--- SOURCE MATERIAL Enclosed Below ---
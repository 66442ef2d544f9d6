use maze_pathfinding::{Cell, Grid, Pathfinder};

// In this example a path is found on a 3x3 grid with shape
//  ___
// |S  |
// | # |
// |  E|
//  ___
// where
// - # marks an obstacle
// - S marks the start
// - E marks the end
//
// The obstacle blocks every diagonal, so the path follows the border.

fn main() -> Result<(), Box<dyn std::error::Error>> {
    let grid = Grid::with_blocked(3, 3, [Cell::new(1, 1)])?;
    println!("{}", grid);
    let start = Cell::new(0, 0);
    let end = Cell::new(2, 2);
    let solution = Pathfinder::new(&grid, start, end)?.solve_with_cost()?;
    println!("Path (cost {:.3}):", solution.cost);
    for p in &solution.path {
        println!("{}", p);
    }
    Ok(())
}
use crate::error::{EndpointRole, Result};
use crate::solver::{astar::AstarSolver, check_endpoint, GridSolver, Solution};
use crate::{Action, Cell, Grid};
use smallvec::SmallVec;

/// A search problem on a borrowed [Grid] between two fixed endpoints. The endpoints are
/// validated on construction, so an invalid start or goal never reaches the search.
///
/// The grid is only read, so any number of [Pathfinder]s may share it, including across
/// threads; every call to [solve](Self::solve) owns its own frontier.
#[derive(Clone, Debug)]
pub struct Pathfinder<'g, S = AstarSolver> {
    grid: &'g Grid,
    start: Cell,
    goal: Cell,
    solver: S,
}

impl<'g> Pathfinder<'g, AstarSolver> {
    pub fn new(grid: &'g Grid, start: Cell, goal: Cell) -> Result<Self> {
        Pathfinder::with_solver(grid, start, goal, AstarSolver::new())
    }
}

impl<'g, S: GridSolver> Pathfinder<'g, S> {
    pub fn with_solver(grid: &'g Grid, start: Cell, goal: Cell, solver: S) -> Result<Self> {
        check_endpoint(grid, EndpointRole::Start, start)?;
        check_endpoint(grid, EndpointRole::Goal, goal)?;
        Ok(Pathfinder {
            grid,
            start,
            goal,
            solver,
        })
    }

    pub fn grid(&self) -> &'g Grid {
        self.grid
    }

    pub fn start(&self) -> Cell {
        self.start
    }

    pub fn goal(&self) -> Cell {
        self.goal
    }

    pub fn solver(&self) -> &S {
        &self.solver
    }

    pub fn actions(&self, cell: Cell) -> SmallVec<[Action; 8]> {
        self.grid.actions(cell)
    }

    pub fn transition(&self, cell: Cell, action: Action) -> Cell {
        action.apply(cell)
    }

    pub fn step_cost(&self, action: Action) -> f64 {
        self.solver.config().step_cost(action.is_diagonal())
    }

    /// Estimated remaining cost from `cell` to the goal.
    pub fn heuristic(&self, cell: Cell) -> f64 {
        self.solver.heuristic(self.grid, &cell, &self.goal)
    }

    pub fn is_goal(&self, cell: Cell) -> bool {
        cell == self.goal
    }

    /// The cells from start to goal inclusive, or [NoPathFound](crate::PathfindingError::NoPathFound).
    pub fn solve(&self) -> Result<Vec<Cell>> {
        self.solve_with_cost().map(|s| s.path)
    }

    pub fn solve_with_cost(&self) -> Result<Solution> {
        self.solver.solve(self.grid, self.start, self.goal)
    }
}

#[cfg(test)]
mod tests {
    use super::*;
    use crate::config::{SearchConfig, DIAGONAL_COST};
    use crate::error::{EndpointIssue, PathfindingError};
    use crate::solver::dijkstra::DijkstraSolver;

    #[test]
    fn state_space_operations() {
        let grid = Grid::with_blocked(3, 3, [Cell::new(1, 0)]).unwrap();
        let pf = Pathfinder::new(&grid, Cell::new(0, 1), Cell::new(2, 2)).unwrap();
        assert_eq!(pf.transition(Cell::new(0, 1), Action::NE), Cell::new(1, 0));
        assert_eq!(pf.transition(Cell::new(0, 1), Action::SW), Cell::new(-1, 2));
        assert_eq!(pf.step_cost(Action::N), 1.0);
        assert_eq!(pf.step_cost(Action::SW), DIAGONAL_COST);
        assert!(pf.is_goal(Cell::new(2, 2)));
        assert!(!pf.is_goal(Cell::new(2, 1)));
        assert!((pf.heuristic(Cell::new(0, 0)) - 8f64.sqrt()).abs() < 1e-12);
        assert_eq!(
            pf.actions(Cell::new(0, 1)).as_slice(),
            &[Action::N, Action::S, Action::E, Action::SE]
        );
    }

    #[test]
    fn rejects_endpoints_on_construction() {
        let grid = Grid::with_blocked(2, 2, [Cell::new(1, 1)]).unwrap();
        assert_eq!(
            Pathfinder::new(&grid, Cell::new(0, 0), Cell::new(1, 1)).unwrap_err(),
            PathfindingError::InvalidEndpoint {
                role: EndpointRole::Goal,
                cell: Cell::new(1, 1),
                issue: EndpointIssue::Blocked,
            }
        );
        assert!(Pathfinder::new(&grid, Cell::new(0, 2), Cell::new(0, 0)).is_err());
    }

    #[test]
    fn custom_solver() {
        let grid = Grid::open(4, 4).unwrap();
        let solver = DijkstraSolver::with_config(SearchConfig::legacy());
        let pf = Pathfinder::with_solver(&grid, Cell::new(0, 0), Cell::new(3, 3), solver).unwrap();
        assert_eq!(pf.heuristic(Cell::new(0, 0)), 0.0);
        let solution = pf.solve_with_cost().unwrap();
        assert_eq!(solution.moves(), 3);
        assert!((solution.cost - 5.1).abs() < 1e-9);
    }

    #[test]
    fn shared_grid_across_threads() {
        let grid = Grid::open(12, 12).unwrap();
        let costs: Vec<f64> = std::thread::scope(|s| {
            let handles: Vec<_> = (0..4)
                .map(|i| {
                    let grid = &grid;
                    s.spawn(move || {
                        Pathfinder::new(grid, Cell::new(0, i), Cell::new(11, 11))
                            .and_then(|pf| pf.solve_with_cost())
                            .map(|sol| sol.cost)
                    })
                })
                .collect();
            handles
                .into_iter()
                .map(|h| h.join().unwrap().unwrap())
                .collect()
        });
        for (i, cost) in costs.iter().enumerate() {
            let dy = 11 - i as i32;
            let expected = (11 - dy) as f64 + dy as f64 * DIAGONAL_COST;
            assert!((cost - expected).abs() < 1e-9);
        }
    }
}
use core::fmt;

#[cfg(feature = "serde")]
use serde::{Deserialize, Serialize};

/// A grid coordinate. `x` indexes columns and `y` indexes rows, with `y` growing
/// downward. Coordinates are signed so that a move off the edge of the grid yields a
/// cell that [Grid::in_bounds](crate::Grid::in_bounds) rejects instead of wrapping.
#[derive(Clone, Copy, Debug, Default, PartialEq, Eq, Hash, PartialOrd, Ord)]
#[cfg_attr(feature = "serde", derive(Serialize, Deserialize))]
pub struct Cell {
    pub x: i32,
    pub y: i32,
}

impl Cell {
    pub const fn new(x: i32, y: i32) -> Cell {
        Cell { x, y }
    }

    /// Straight-line distance, used as the A* heuristic.
    pub fn euclidean_distance(&self, other: &Cell) -> f64 {
        let dx = (self.x - other.x) as f64;
        let dy = (self.y - other.y) as f64;
        dx.hypot(dy)
    }

    /// Number of moves between two cells on an unobstructed 8-connected grid.
    pub fn chebyshev_distance(&self, other: &Cell) -> i32 {
        (self.x - other.x).abs().max((self.y - other.y).abs())
    }

    pub fn offset(&self, dx: i32, dy: i32) -> Cell {
        Cell::new(self.x + dx, self.y + dy)
    }
}

impl fmt::Display for Cell {
    fn fmt(&self, f: &mut fmt::Formatter) -> fmt::Result {
        write!(f, "({}, {})", self.x, self.y)
    }
}

impl From<(i32, i32)> for Cell {
    fn from((x, y): (i32, i32)) -> Cell {
        Cell::new(x, y)
    }
}
use crate::action::Action;
use crate::error::{PathfindingError, Result};
use crate::Cell;
use core::fmt;
use core::str::FromStr;
use grid_util::grid::{BoolGrid, ValueGrid};
use log::debug;
use petgraph::unionfind::UnionFind;
use smallvec::SmallVec;

#[cfg(feature = "serde")]
use serde::{Deserialize, Serialize};

/// Occupancy of a single cell.
#[derive(Clone, Copy, Debug, PartialEq, Eq, Hash)]
#[cfg_attr(feature = "serde", derive(Serialize, Deserialize))]
pub enum CellState {
    Open,
    Blocked,
}

impl CellState {
    pub fn is_blocked(self) -> bool {
        self == CellState::Blocked
    }
}

/// [Grid] stores occupancy in a [BoolGrid] where [true] marks a blocked cell, together
/// with connected components kept in a [UnionFind] structure so that searches towards an
/// unreachable goal can be rejected without flood-filling. A grid is immutable once built:
/// regenerating a maze produces a new [Grid].
#[derive(Clone, Debug)]
pub struct Grid {
    grid: BoolGrid,
    components: UnionFind<usize>,
}

impl Grid {
    /// Builds a grid from rows of cell states. Every row must have the same non-zero length.
    pub fn new(rows: Vec<Vec<CellState>>) -> Result<Grid> {
        let height = rows.len();
        if height == 0 {
            return Err(PathfindingError::MalformedGrid("grid has no rows".to_owned()));
        }
        let width = rows[0].len();
        if width == 0 {
            return Err(PathfindingError::MalformedGrid("grid has empty rows".to_owned()));
        }
        if let Some((y, row)) = rows.iter().enumerate().find(|(_, r)| r.len() != width) {
            return Err(PathfindingError::MalformedGrid(format!(
                "row {} has length {}, expected {}",
                y,
                row.len(),
                width
            )));
        }
        let mut grid = BoolGrid::new(width, height, false);
        for (y, row) in rows.iter().enumerate() {
            for (x, state) in row.iter().enumerate() {
                grid.set(x as i32, y as i32, state.is_blocked());
            }
        }
        Ok(Grid::from_bool_grid(grid))
    }

    /// Builds a grid from rows of booleans, [true] meaning blocked.
    pub fn from_bools(rows: Vec<Vec<bool>>) -> Result<Grid> {
        Grid::new(
            rows.into_iter()
                .map(|row| {
                    row.into_iter()
                        .map(|b| if b { CellState::Blocked } else { CellState::Open })
                        .collect()
                })
                .collect(),
        )
    }

    /// A grid without obstacles.
    pub fn open(width: usize, height: usize) -> Result<Grid> {
        Grid::with_blocked(width, height, core::iter::empty())
    }

    /// A grid of the given size in which exactly the listed cells are blocked.
    pub fn with_blocked<I>(width: usize, height: usize, blocked: I) -> Result<Grid>
    where
        I: IntoIterator<Item = Cell>,
    {
        if width == 0 || height == 0 {
            return Err(PathfindingError::MalformedGrid(format!(
                "grid size {}x{} is empty",
                width, height
            )));
        }
        let mut grid = BoolGrid::new(width, height, false);
        for cell in blocked {
            if cell.x < 0 || cell.y < 0 || cell.x >= width as i32 || cell.y >= height as i32 {
                return Err(PathfindingError::InvalidCell(cell));
            }
            grid.set(cell.x, cell.y, true);
        }
        Ok(Grid::from_bool_grid(grid))
    }

    fn from_bool_grid(grid: BoolGrid) -> Grid {
        let mut base_grid = Grid {
            components: UnionFind::new(grid.width() * grid.height()),
            grid,
        };
        base_grid.generate_components();
        base_grid
    }

    pub fn width(&self) -> usize {
        self.grid.width()
    }

    pub fn height(&self) -> usize {
        self.grid.height()
    }

    pub fn in_bounds(&self, cell: Cell) -> bool {
        cell.x >= 0
            && cell.y >= 0
            && cell.x < self.width() as i32
            && cell.y < self.height() as i32
    }

    /// Fails with [PathfindingError::InvalidCell] when `cell` is outside the grid.
    pub fn is_open(&self, cell: Cell) -> Result<bool> {
        self.state(cell).map(|s| s == CellState::Open)
    }

    pub fn state(&self, cell: Cell) -> Result<CellState> {
        if !self.in_bounds(cell) {
            return Err(PathfindingError::InvalidCell(cell));
        }
        Ok(if self.blocked_unchecked(cell) {
            CellState::Blocked
        } else {
            CellState::Open
        })
    }

    /// Must only be called with in-bounds cells.
    fn blocked_unchecked(&self, cell: Cell) -> bool {
        self.grid.get(cell.x, cell.y)
    }

    fn open_in_bounds(&self, cell: Cell) -> bool {
        self.in_bounds(cell) && !self.blocked_unchecked(cell)
    }

    pub fn cells(&self) -> impl Iterator<Item = Cell> + '_ {
        let w = self.width() as i32;
        (0..self.height() as i32).flat_map(move |y| (0..w).map(move |x| Cell::new(x, y)))
    }

    pub fn open_cells(&self) -> impl Iterator<Item = Cell> + '_ {
        self.cells().filter(|c| !self.blocked_unchecked(*c))
    }

    pub fn blocked_count(&self) -> usize {
        self.cells().filter(|c| self.blocked_unchecked(*c)).count()
    }

    /// Whether `action` is a legal move from `cell`: the destination is in bounds and open
    /// and, for diagonals, both orthogonal neighbours of `cell` forming the corner are open.
    /// Only the source cell's neighbours are consulted.
    pub fn can_move(&self, cell: Cell, action: Action) -> bool {
        if !self.open_in_bounds(action.apply(cell)) {
            return false;
        }
        match action.corner_offsets() {
            Some(corners) => corners
                .iter()
                .all(|&(dx, dy)| self.open_in_bounds(cell.offset(dx, dy))),
            None => true,
        }
    }

    /// The legal actions from `cell`, in [Action::ALL] order.
    pub fn actions(&self, cell: Cell) -> SmallVec<[Action; 8]> {
        Action::ALL
            .into_iter()
            .filter(|a| self.can_move(cell, *a))
            .collect()
    }

    fn ix(&self, cell: Cell) -> usize {
        cell.y as usize * self.width() + cell.x as usize
    }

    /// Retrieves the component id a given [Cell] belongs to.
    pub fn component(&self, cell: Cell) -> Result<usize> {
        if !self.in_bounds(cell) {
            return Err(PathfindingError::InvalidCell(cell));
        }
        Ok(self.components.find(self.ix(cell)))
    }

    /// Checks if start and goal are open and on the same component.
    pub fn reachable(&self, start: Cell, goal: Cell) -> bool {
        if self.open_in_bounds(start) && self.open_in_bounds(goal) {
            self.components.equiv(self.ix(start), self.ix(goal))
        } else {
            false
        }
    }

    /// Links up open neighbours into components. Legal moves are symmetric under the corner
    /// rule, so looking east and south of every cell covers every edge.
    fn generate_components(&mut self) {
        debug!(
            "Generating connected components for {}x{} grid",
            self.width(),
            self.height()
        );
        let cells: Vec<Cell> = self.open_cells().collect();
        for cell in cells {
            let parent_ix = self.ix(cell);
            for action in [Action::E, Action::S, Action::SE, Action::SW] {
                if self.can_move(cell, action) {
                    let ix = self.ix(action.apply(cell));
                    self.components.union(parent_ix, ix);
                }
            }
        }
    }

    /// Renders the grid with `S` and `G` on the path ends and `*` on the cells between.
    pub fn render_path(&self, path: &[Cell]) -> String {
        let mut out = String::with_capacity((self.width() + 1) * self.height());
        for y in 0..self.height() as i32 {
            for x in 0..self.width() as i32 {
                let cell = Cell::new(x, y);
                let c = if path.first() == Some(&cell) {
                    'S'
                } else if path.last() == Some(&cell) {
                    'G'
                } else if path.contains(&cell) {
                    '*'
                } else if self.blocked_unchecked(cell) {
                    '#'
                } else {
                    '.'
                };
                out.push(c);
            }
            out.push('\n');
        }
        out
    }
}

impl fmt::Display for Grid {
    fn fmt(&self, f: &mut fmt::Formatter) -> fmt::Result {
        f.write_str(&self.render_path(&[]))
    }
}

/// Parses one row per line, `#` for blocked and `.` or a space for open cells.
impl FromStr for Grid {
    type Err = PathfindingError;

    fn from_str(s: &str) -> Result<Grid> {
        let rows = s
            .lines()
            .enumerate()
            .map(|(y, line)| {
                line.trim_end_matches('\r')
                    .chars()
                    .enumerate()
                    .map(|(x, c)| match c {
                        '#' => Ok(CellState::Blocked),
                        '.' | ' ' => Ok(CellState::Open),
                        other => Err(PathfindingError::MalformedGrid(format!(
                            "unexpected character {:?} at ({}, {})",
                            other, x, y
                        ))),
                    })
                    .collect::<Result<Vec<_>>>()
            })
            .collect::<Result<Vec<_>>>()?;
        Grid::new(rows)
    }
}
--- End of Enclosed SOURCE MATERIAL ---
**TASK STATEMENT:**
Set every line down again exactly. Begin with the first line of the entries and finish with the line containing "let grid = Grid::with_blocked(3, 3, [Cell::new(1, 1)])?;".

**RESPONSE FOR THIS EXERCISE:**
repository 66442ef2d544f9d6
use maze_pathfinding::{Cell, Grid, Pathfinder};

// In this example a path is found on a 3x3 grid with shape
//  ___
// |S  |
// | # |
// |  E|
//  ___
// where
// - # marks an obstacle
// - S marks the start
// - E marks the end
//
// The obstacle blocks every diagonal, so the path follows the border.

fn main() -> Result<(), Box<dyn std::error::Error>> {
    let grid = Grid::with_blocked(3, 3, [Cell::new(1, 1)])?;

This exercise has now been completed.